The key pieces of information in a IIIF manifest are the location and file names of the images being listed, the size of the images, and their labels.
There are three options available for generating image locations, labels and sizes when converting METS files to IIIF:
- From information specified in the METS file
- From information gathered from a single image file
- From information gathered from a directory of image files
The command line parameters you use depends on the type of conversion you want to achieve.
usage: mets2iiif.py [-h] --config CONFIG --input INPUT --output OUTPUT --image_src IMAGE_SRC [--image_location IMAGE_LOCATION]
--compact COMPACT
The image location and label are defined in the structMap section of the METS file. The image location will be used to retrieve an image and determine its dimensions; information that will be added to the IIIF manifest file. Example
python mets2iiif.py --config example/mets2.cfg --input ~/apps/MetadataTransformation/samples/MSOppenheimAdd871/local_flocatMets.xml --image_src mets_file --image_location ~/apps/MetadataTransformation/samples/MSOppenheimAdd871/images/MSOppenheimAdd871_1452598088645_jpg/ --compact False --output example/manifest.json
The image location is defined as a single file location in the command line parameters. The image label and image properties will be determined from the file, together with the use of an optional regular expression defined in the mets2iiif configuration file. Example
python mets2iiif.py --config example/mets2.cfg --input ~/apps/MetadataTransformation/samples/MSOppenheimAdd871/local_flocatMets.xml --image_src file --image_location ~/apps/MetadataTransformation/samples/MSOppenheimAdd871/images/MSOppenheimAdd871_1452598088645_jpg/oulis2015-bxx-0010-0.jpg --compact False --output example/manifest.json
In this case the IIIF manifest does not include any image information from the METS file such as location and labels. Instead it determines image properties from the images and can generate labels using a combination of a regular expression defined in the mets2iiif configuration file and the image file name. Example
python mets2iiif.py --config example/mets2.cfg --input ~/apps/MetadataTransformation/samples/MSOppenheimAdd871/local_flocatMets.xml --image_src directory --image_location ~/apps/MetadataTransformation/samples/MSOppenheimAdd871/images/MSOppenheimAdd871_1452598088645_jpg/ --compact False --output example/manifest.json
Use the tei2iiif.py file in the tei2iiif directory to convert TEI files to IIIF.

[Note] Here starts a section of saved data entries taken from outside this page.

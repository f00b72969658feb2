//! Downstream resource addressing, calling convention, and expansion.

mod expand;
mod http;
mod locator;
#[cfg(test)]
pub(crate) mod mock;
mod service;

pub use expand::{ExpansionSpec, expand};
pub use http::HttpResourceService;
pub use locator::ResourceLocator;
pub use service::{Query, ResourceService};

pub(crate) use service::record_pk;
//! Buyer sign-in.

use serde_json::{Value, json};
use tracing::info;

use crate::error::{GatewayError, Result};
use crate::resource::{Query, ResourceLocator, ResourceService};

/// Downstream resource holding buyer records.
pub const BUYER_RESOURCE: &str = "generic.buyer";

/// Outcome of a sign-in: the buyer record, and whether it was created.
#[derive(Debug, Clone)]
pub struct SignIn {
    /// The downstream buyer record.
    pub buyer: Value,
    /// True when the buyer did not exist and was created.
    pub created: bool,
}

/// Finds the buyer for an identity-provider id, creating it on first
/// sign-in.
///
/// Absence here is the expected first-visit case, so it is the one place
/// a missing record is caught rather than propagated.
///
/// # Errors
///
/// Propagates downstream failures; never returns
/// [`GatewayError::NotFound`].
pub async fn sign_in<S: ResourceService>(service: &S, buyer_uuid: &str) -> Result<SignIn> {
    let locator = ResourceLocator::from_dotted(BUYER_RESOURCE);
    let mut query = Query::new();
    query.set("uuid", buyer_uuid);

    match service.get_object(&locator, &query).await {
        Ok(buyer) => Ok(SignIn { buyer, created: false }),
        Err(GatewayError::NotFound(_)) => {
            info!(buyer_uuid, "first sign-in, creating buyer");
            let buyer = service.post(&locator, &json!({ "uuid": buyer_uuid })).await?;
            Ok(SignIn { buyer, created: true })
        }
        Err(other) => Err(other),
    }
}
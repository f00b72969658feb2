//! Core of a payments front-door.
//!
//! A browser-facing payments service never talks to a payment provider or
//! stores payment state itself. Everything lives in a firewalled
//! downstream resource service; this crate is the layer in between that
//! makes exposing that downstream safe:
//!
//! - [`resource`] is the calling convention: dotted-path addressing
//!   ([`ResourceLocator`]), the verb trait ([`ResourceService`]) with its
//!   single-record reads, the HTTP client built once from a
//!   [`ServiceConfig`], and spec-bounded cross-resource
//!   [`expansion`](resource::expand).
//! - [`proxy`] exposes a downstream resource to clients under a verb
//!   whitelist and a server-side argument rewrite, so a client can never
//!   widen a query past its own records or update a record it does not
//!   own.
//! - [`session`] and [`transaction`] carry per-buyer state: the
//!   authenticated [`Principal`] and the at-most-one live transaction per
//!   session enforced by the [`TransactionLedger`].
//! - [`flows`] composes these into the buyer-facing operations: sign-in,
//!   stored pay methods, subscriptions, one-off sales, and transaction
//!   history.
//!
//! # Quick start
//!
//! ```no_run
//! use payfront::config::ServiceConfig;
//! use payfront::flows::buyers;
//! use payfront::resource::HttpResourceService;
//! use payfront::session::{MemorySession, Principal};
//!
//! # async fn example() -> payfront::error::Result<()> {
//! let config = ServiceConfig::from_toml(
//!     r#"
//!     base_url = "https://resources.internal/api/"
//!     key = "front-door"
//!     secret = "s3cret"
//!     "#,
//! )?;
//! let service = HttpResourceService::new(&config)?;
//!
//! let signed_in = buyers::sign_in(&service, "idp:9f1c").await?;
//! let uri = signed_in.buyer["resource_uri"].as_str().unwrap_or_default();
//!
//! let mut session = MemorySession::new();
//! Principal::new("idp:9f1c", uri).store(&mut session);
//! # Ok(())
//! # }
//! ```
//!
//! # Error handling
//!
//! [`GatewayError`] is split by how a failure must be routed, not where
//! it occurred. A missing record is the only variant meant for control
//! flow; downstream rejections carry their payload back to the client as
//! a structured 400; downstream failures stay loud all the way up.

#![warn(missing_docs)]
#![warn(missing_debug_implementations)]

pub mod config;
pub mod error;
pub mod flows;
pub mod proxy;
pub mod resource;
pub mod session;
pub mod transaction;

pub use config::ServiceConfig;
pub use error::{GatewayError, Result};
pub use proxy::{ProxyDescriptor, ProxyResponse, ResourceProxy, Verb};
pub use resource::{ExpansionSpec, HttpResourceService, Query, ResourceLocator, ResourceService};
pub use session::{MemorySession, Principal, SessionStore};
pub use transaction::{TransactionLedger, TransactionStatus, TransactionType};
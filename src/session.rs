//! Per-principal session state.
//!
//! The surrounding web layer owns session persistence (cookies, expiry);
//! this crate only needs a key/value view of one authenticated principal's
//! session. Auth state and transaction state are kept in separate typed
//! structures that never share keys: [`Principal`] here, and the ledger key
//! in [`crate::transaction`].

use std::collections::HashMap;

/// Key/value session store scoped to a single authenticated principal.
///
/// Implementations are provided by the web layer (signed cookies, Redis,
/// ...). Concurrent requests from the same session race last-writer-wins;
/// that hazard is documented, not resolved here.
pub trait SessionStore: Send {
    /// Returns the stored value for `key`, if any.
    fn get(&self, key: &str) -> Option<String>;

    /// Stores `value` under `key`, replacing any previous value.
    fn set(&mut self, key: &str, value: &str);

    /// Removes `key`; does nothing if it is absent.
    fn delete(&mut self, key: &str);
}

/// In-memory [`SessionStore`] backed by a `HashMap`.
///
/// Used in tests and single-process deployments.
#[derive(Debug, Clone, Default)]
pub struct MemorySession {
    values: HashMap<String, String>,
}

impl MemorySession {
    /// Creates an empty session.
    #[must_use]
    pub fn new() -> Self {
        Self::default()
    }
}

impl SessionStore for MemorySession {
    fn get(&self, key: &str) -> Option<String> {
        self.values.get(key).cloned()
    }

    fn set(&mut self, key: &str, value: &str) {
        self.values.insert(key.to_owned(), value.to_owned());
    }

    fn delete(&mut self, key: &str) {
        self.values.remove(key);
    }
}

/// Session key holding the buyer's stable identifier.
const BUYER_ID_KEY: &str = "buyer_uuid";
/// Session key holding the buyer's downstream resource URI.
const BUYER_URI_KEY: &str = "buyer_uri";

/// The authenticated principal a request is scoped to.
///
/// Argument-rewrite hooks and the transaction ledger depend only on these
/// two fields: a stable identifier and the buyer record's resource URI on
/// the downstream service.
#[derive(Debug, Clone, PartialEq, Eq)]
pub struct Principal {
    /// Stable buyer identifier (e.g. `"idp:9f1c..."`).
    pub id: String,
    /// Resource URI of the buyer record on the downstream service.
    pub buyer_uri: String,
}

impl Principal {
    /// Creates a principal from its identifier and buyer resource URI.
    pub fn new(id: impl Into<String>, buyer_uri: impl Into<String>) -> Self {
        Self { id: id.into(), buyer_uri: buyer_uri.into() }
    }

    /// Loads the principal stored in `session`, if one is signed in.
    #[must_use]
    pub fn load(session: &dyn SessionStore) -> Option<Self> {
        let id = session.get(BUYER_ID_KEY)?;
        let buyer_uri = session.get(BUYER_URI_KEY)?;
        Some(Self { id, buyer_uri })
    }

    /// Persists this principal into `session`.
    pub fn store(&self, session: &mut dyn SessionStore) {
        session.set(BUYER_ID_KEY, &self.id);
        session.set(BUYER_URI_KEY, &self.buyer_uri);
    }

    /// Signs the principal out of `session`. Idempotent.
    pub fn clear(session: &mut dyn SessionStore) {
        session.delete(BUYER_ID_KEY);
        session.delete(BUYER_URI_KEY);
    }
}

#[cfg(test)]
mod tests {
    use super::*;

    #[test]
    fn test_memory_session_roundtrip() {
        let mut session = MemorySession::new();
        assert_eq!(session.get("k"), None);

        session.set("k", "v1");
        assert_eq!(session.get("k").as_deref(), Some("v1"));

        session.set("k", "v2");
        assert_eq!(session.get("k").as_deref(), Some("v2"));

        session.delete("k");
        assert_eq!(session.get("k"), None);
        // Deleting an absent key is fine.
        session.delete("k");
    }

    #[test]
    fn test_principal_store_and_load() {
        let mut session = MemorySession::new();
        assert!(Principal::load(&session).is_none());

        let principal = Principal::new("idp:abc", "/generic/buyer/7/");
        principal.store(&mut session);

        let loaded = Principal::load(&session).unwrap();
        assert_eq!(loaded, principal);
    }

    #[test]
    fn test_principal_clear_is_idempotent() {
        let mut session = MemorySession::new();
        Principal::new("idp:abc", "/generic/buyer/7/").store(&mut session);

        Principal::clear(&mut session);
        assert!(Principal::load(&session).is_none());
        Principal::clear(&mut session);
    }

    #[test]
    fn test_partial_auth_state_is_not_a_principal() {
        let mut session = MemorySession::new();
        session.set("buyer_uuid", "idp:abc");
        assert!(Principal::load(&session).is_none());
    }
}
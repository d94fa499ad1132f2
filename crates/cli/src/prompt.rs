//! Interactive prompts for the `fill` command

use std::io::{self, BufRead, Write};
use std::path::Path;

/// Answer that selects the configured default
const DEFAULT_KEYWORD: &str = "default";

/// Append `.<extension>` to a name that has none
pub fn with_extension(name: &str, extension: &str) -> String {
    if Path::new(name).extension().is_some() {
        name.to_string()
    } else {
        format!("{name}.{extension}")
    }
}

/// Turn a prompt answer into a file name
///
/// Blank input or `default` (any case) selects `default_name`.
pub fn normalize_answer(answer: &str, default_name: &str, extension: &str) -> String {
    let answer = answer.trim();
    if answer.is_empty() || answer.eq_ignore_ascii_case(DEFAULT_KEYWORD) {
        with_extension(default_name, extension)
    } else {
        with_extension(answer, extension)
    }
}

fn read_answer<R: BufRead, W: Write>(
    input: &mut R,
    output: &mut W,
    question: &str,
) -> io::Result<String> {
    write!(output, "{question}")?;
    output.flush()?;

    let mut line = String::new();
    input.read_line(&mut line)?;
    Ok(line)
}

/// Ask for a file name, offering the configured default
pub fn ask_file_name<R: BufRead, W: Write>(
    input: &mut R,
    output: &mut W,
    what: &str,
    default_name: &str,
    extension: &str,
) -> io::Result<String> {
    let question = format!(
        "Enter the {what} name (press enter or type '{DEFAULT_KEYWORD}' for '{}'): ",
        with_extension(default_name, extension)
    );
    let answer = read_answer(input, output, &question)?;
    Ok(normalize_answer(&answer, default_name, extension))
}

/// Ask for the jurisdiction; blank means none
pub fn ask_jurisdiction<R: BufRead, W: Write>(
    input: &mut R,
    output: &mut W,
) -> io::Result<String> {
    let answer = read_answer(input, output, "Enter the jurisdiction (blank for none): ")?;
    Ok(answer.trim().to_string())
}
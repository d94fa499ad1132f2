//! PDF Document wrapper

use crate::form::{decode_text_string, encode_text_string, value_to_string};
use crate::{FieldKind, FieldValue, FormField, PdfError, Result};
use lopdf::{dictionary, Dictionary, Document, Object, ObjectId};
use std::path::Path;

/// Guards against `/Parent` cycles in malformed forms
const MAX_FIELD_DEPTH: usize = 32;

/// Appearance state name for an unchecked checkbox
const OFF_STATE: &[u8] = b"Off";

/// Appearance state name used when a checkbox declares none of its own
const DEFAULT_ON_STATE: &[u8] = b"Yes";

/// PDF Document wrapper providing form-level operations
pub struct PdfDocument {
    /// The underlying lopdf document
    inner: Document,
    /// Set once a written value has no matching appearance stream
    appearances_dirty: bool,
}

impl PdfDocument {
    /// Open a PDF document from a file path
    ///
    /// # Arguments
    /// * `path` - Path to the PDF file
    ///
    /// # Example
    /// ```ignore
    /// let doc = PdfDocument::open("template.pdf")?;
    /// ```
    pub fn open<P: AsRef<Path>>(path: P) -> Result<Self> {
        let path = path.as_ref();
        let inner = Document::load(path)
            .map_err(|e| PdfError::OpenError(format!("{}: {}", path.display(), e)))?;

        Ok(Self {
            inner,
            appearances_dirty: false,
        })
    }

    /// Open a PDF document from bytes
    ///
    /// # Arguments
    /// * `data` - PDF file bytes
    pub fn open_from_bytes(data: &[u8]) -> Result<Self> {
        let inner = Document::load_mem(data)
            .map_err(|e| PdfError::OpenError(e.to_string()))?;

        Ok(Self {
            inner,
            appearances_dirty: false,
        })
    }

    /// Get the number of pages in the document
    pub fn page_count(&self) -> usize {
        self.inner.get_pages().len()
    }

    /// List every form widget, page by page in annotation order
    ///
    /// Widgets without a name anywhere up their `/Parent` chain are left out.
    pub fn form_fields(&self) -> Result<Vec<FormField>> {
        let mut fields = Vec::new();
        for page in 1..=self.page_count() {
            fields.extend(self.page_fields(page)?);
        }
        Ok(fields)
    }

    /// List the form widgets of one page
    ///
    /// # Arguments
    /// * `page` - Page number (1-indexed)
    pub fn page_fields(&self, page: usize) -> Result<Vec<FormField>> {
        let pages = self.inner.get_pages();
        let page_id = *pages
            .get(&(page as u32))
            .ok_or(PdfError::InvalidPage(page, pages.len()))?;

        let mut fields = Vec::new();
        for widget_id in self.page_widget_ids(page_id)? {
            if let Some(field) = self.read_field(page, widget_id)? {
                fields.push(field);
            }
        }

        Ok(fields)
    }

    /// Look up the first widget of a field by its fully qualified name
    pub fn field(&self, name: &str) -> Result<FormField> {
        self.form_fields()?
            .into_iter()
            .find(|field| field.name == name)
            .ok_or_else(|| PdfError::FieldNotFound(name.to_string()))
    }

    /// Store a value in a field and mark its appearance for regeneration
    ///
    /// Text and choice values drop the widget's stale `/AP` and raise
    /// `NeedAppearances` on save; choices also clear the `/I` selection
    /// indices. Checkboxes switch `/V` and `/AS` between the widget's own
    /// "on" state and `Off`, raising `NeedAppearances` when the widget has no
    /// appearance for the chosen state.
    pub fn set_field_value(&mut self, field: &FormField, value: &FieldValue) -> Result<()> {
        match value {
            FieldValue::Text(text) => {
                self.dictionary_mut(field.field_id)?
                    .set("V", encode_text_string(text));
                self.drop_appearance(field.widget_id)?;
            }
            FieldValue::Choice(choice) => {
                let dict = self.dictionary_mut(field.field_id)?;
                dict.set("V", encode_text_string(choice));
                dict.remove(b"I");
                self.drop_appearance(field.widget_id)?;
            }
            FieldValue::Checked(checked) => {
                let states = self.normal_appearance_states(field.widget_id)?;
                let state = if *checked {
                    states
                        .iter()
                        .find(|key| key.as_slice() != OFF_STATE)
                        .cloned()
                        .unwrap_or_else(|| DEFAULT_ON_STATE.to_vec())
                } else {
                    OFF_STATE.to_vec()
                };
                if !states.contains(&state) {
                    self.appearances_dirty = true;
                }

                self.dictionary_mut(field.field_id)?
                    .set("V", Object::Name(state.clone()));
                self.dictionary_mut(field.widget_id)?
                    .set("AS", Object::Name(state));
            }
        }

        Ok(())
    }

    /// Save the document to a file
    ///
    /// # Arguments
    /// * `path` - Output file path
    pub fn save<P: AsRef<Path>>(&mut self, path: P) -> Result<()> {
        self.finalize_appearances()?;

        self.inner
            .save(path)
            .map_err(|e| PdfError::SaveError(e.to_string()))?;
        Ok(())
    }

    /// Save the document to bytes
    pub fn to_bytes(&mut self) -> Result<Vec<u8>> {
        self.finalize_appearances()?;

        let mut buffer = Vec::new();
        self.inner
            .save_to(&mut buffer)
            .map_err(|e| PdfError::SaveError(e.to_string()))?;

        Ok(buffer)
    }

    /// Get a reference to the underlying lopdf document
    pub fn inner(&self) -> &Document {
        &self.inner
    }

    /// Follow one level of indirection
    fn resolve<'a>(&'a self, obj: &'a Object) -> Result<&'a Object> {
        match obj {
            Object::Reference(id) => Ok(self.inner.get_object(*id)?),
            other => Ok(other),
        }
    }

    fn dictionary_mut(&mut self, id: ObjectId) -> Result<&mut Dictionary> {
        Ok(self.inner.get_object_mut(id)?.as_dict_mut()?)
    }

    /// Widget annotations referenced from a page's `/Annots`
    fn page_widget_ids(&self, page_id: ObjectId) -> Result<Vec<ObjectId>> {
        let page = self.inner.get_dictionary(page_id)?;
        let annots = match page.get(b"Annots") {
            Ok(obj) => self.resolve(obj)?,
            Err(_) => return Ok(Vec::new()),
        };
        let Ok(annots) = annots.as_array() else {
            return Ok(Vec::new());
        };

        let mut ids = Vec::new();
        for annot in annots {
            // Inline annotation dictionaries cannot be addressed for writing
            let Ok(id) = annot.as_reference() else {
                continue;
            };
            let Ok(dict) = self.inner.get_dictionary(id) else {
                continue;
            };
            let is_widget = dict
                .get(b"Subtype")
                .and_then(Object::as_name)
                .map(|name| name == b"Widget")
                .unwrap_or(false);
            if is_widget {
                ids.push(id);
            }
        }

        Ok(ids)
    }

    /// The widget followed by its ancestors through `/Parent`
    fn field_chain(&self, widget_id: ObjectId) -> Result<Vec<(ObjectId, &Dictionary)>> {
        let mut chain: Vec<(ObjectId, &Dictionary)> = Vec::new();
        let mut current = Some(widget_id);

        while let Some(id) = current {
            if chain.len() >= MAX_FIELD_DEPTH || chain.iter().any(|(seen, _)| *seen == id) {
                break;
            }
            let dict = self.inner.get_dictionary(id)?;
            current = dict
                .get(b"Parent")
                .and_then(Object::as_reference)
                .ok();
            chain.push((id, dict));
        }

        Ok(chain)
    }

    /// Build the [`FormField`] for one widget, resolving inherited attributes
    fn read_field(&self, page: usize, widget_id: ObjectId) -> Result<Option<FormField>> {
        let chain = self.field_chain(widget_id)?;

        let Some(field_id) = chain
            .iter()
            .find(|(_, dict)| dict.has(b"T"))
            .map(|(id, _)| *id)
        else {
            return Ok(None);
        };

        let mut partial_names = Vec::new();
        for (_, dict) in chain.iter().rev() {
            if let Ok(title) = dict.get(b"T") {
                if let Ok(bytes) = self.resolve(title)?.as_str() {
                    partial_names.push(decode_text_string(bytes));
                }
            }
        }
        let name = partial_names.join(".");
        if name.is_empty() {
            return Ok(None);
        }

        let field_type = chain
            .iter()
            .find_map(|(_, dict)| dict.get(b"FT").and_then(Object::as_name).ok());
        let field_flags = chain
            .iter()
            .find_map(|(_, dict)| dict.get(b"Ff").and_then(Object::as_i64).ok())
            .unwrap_or(0);

        let mut value = None;
        for (_, dict) in &chain {
            if let Ok(v) = dict.get(b"V") {
                value = value_to_string(self.resolve(v)?);
                break;
            }
        }

        Ok(Some(FormField {
            name,
            kind: FieldKind::classify(field_type, field_flags),
            value,
            page,
            field_id,
            widget_id,
        }))
    }

    fn drop_appearance(&mut self, widget_id: ObjectId) -> Result<()> {
        self.dictionary_mut(widget_id)?.remove(b"AP");
        self.appearances_dirty = true;
        Ok(())
    }

    /// State names under the widget's `/AP /N`, empty when it has none
    fn normal_appearance_states(&self, widget_id: ObjectId) -> Result<Vec<Vec<u8>>> {
        let widget = self.inner.get_dictionary(widget_id)?;

        let Ok(ap) = widget.get(b"AP") else {
            return Ok(Vec::new());
        };
        let Ok(ap) = self.resolve(ap)?.as_dict() else {
            return Ok(Vec::new());
        };
        let Ok(normal) = ap.get(b"N") else {
            return Ok(Vec::new());
        };

        Ok(match self.resolve(normal)?.as_dict() {
            Ok(states) => states.iter().map(|(key, _)| key.clone()).collect(),
            Err(_) => Vec::new(),
        })
    }

    /// Raise `NeedAppearances` on the AcroForm if any appearance was dropped
    fn finalize_appearances(&mut self) -> Result<()> {
        if !self.appearances_dirty {
            return Ok(());
        }

        let catalog_id = self
            .inner
            .trailer
            .get(b"Root")
            .and_then(Object::as_reference)
            .map_err(|_| PdfError::ParseError("trailer has no document catalog".to_string()))?;
        let acroform = self
            .inner
            .get_dictionary(catalog_id)?
            .get(b"AcroForm")
            .ok()
            .cloned();

        match acroform {
            Some(Object::Reference(id)) => {
                self.dictionary_mut(id)?.set("NeedAppearances", true);
            }
            Some(Object::Dictionary(mut acroform)) => {
                acroform.set("NeedAppearances", true);
                self.dictionary_mut(catalog_id)?.set("AcroForm", acroform);
            }
            _ => {
                log::warn!("document has widgets but no AcroForm; adding one");
                self.dictionary_mut(catalog_id)?.set(
                    "AcroForm",
                    dictionary! {
                        "Fields" => Vec::<Object>::new(),
                        "NeedAppearances" => true,
                    },
                );
            }
        }

        self.appearances_dirty = false;
        Ok(())
    }
}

usage: tei2iiif.py [-h] --config CONFIG --input INPUT --output OUTPUT --image_src IMAGE_SRC [--image_location IMAGE_LOCATION] --compact COMPACT
The image location is defined as a single file location in the command line parameters. The image label and image properties will be determined from the file, together with the use of an optional regular expression defined in the tei2iiif configuration file. Example
python tei2iiif.py --config example/tei.cfg --input example/tei.xml --image_src file --image_location ~/apps/MetadataTransformation/samples/MSOppenheimAdd871/images/MSOppenheimAdd871_1452598088645_jpg/oulis2015-bxx-0010-0.jpg --compact False --output example/manifest.json
In this case the IIIF manifest does not include any image information from the TEI file such as location and labels. Instead it determines image properties from the images and can generate labels using a combination of a regular expression defined in the tei2iiif configuration file and the image file name. Example
python tei2iiif.py --config example/tei.cfg --input example/tei.xml --image_src directory --image_location ~/apps/MetadataTransformation/samples/MSOppenheimAdd871/images/MSOppenheimAdd871_1452598088645_jpg/ --compact False --output example/manifest.json
The script is configured using both command line parameters and a configuration file. This section describes the parameters that can be set on the command line and in the configuration file.
The following parameters are set on the command line.
Command | Operation |
---|---|
--config | Specifies the location of configuration file |
--input | Specifies the location of the input file to be transformed to IIIF |
--image_src | Specifies the source of the image file(s) that are used in the conversion process. A controlled vocabulary is used, with the following options:
|
--image_location | Specifies the location of an image or directory of images - required if the image_src parameter value is "directory" or "file" |
--compact | Specifies the style of the IIIF manifest JSON. A controlled vocabulary is used with two options:
|
--output | Specifies the location of the IIIF manifest file that is output from the conversion process |
The configuration file specified in the command line parameter contains parameters that are specific to the format being transformed.
The parameters defined in the configuration file are inserted into the IIIF manifest output, or else used to extract values from the input file, for inclusion in the IIIF manifest file.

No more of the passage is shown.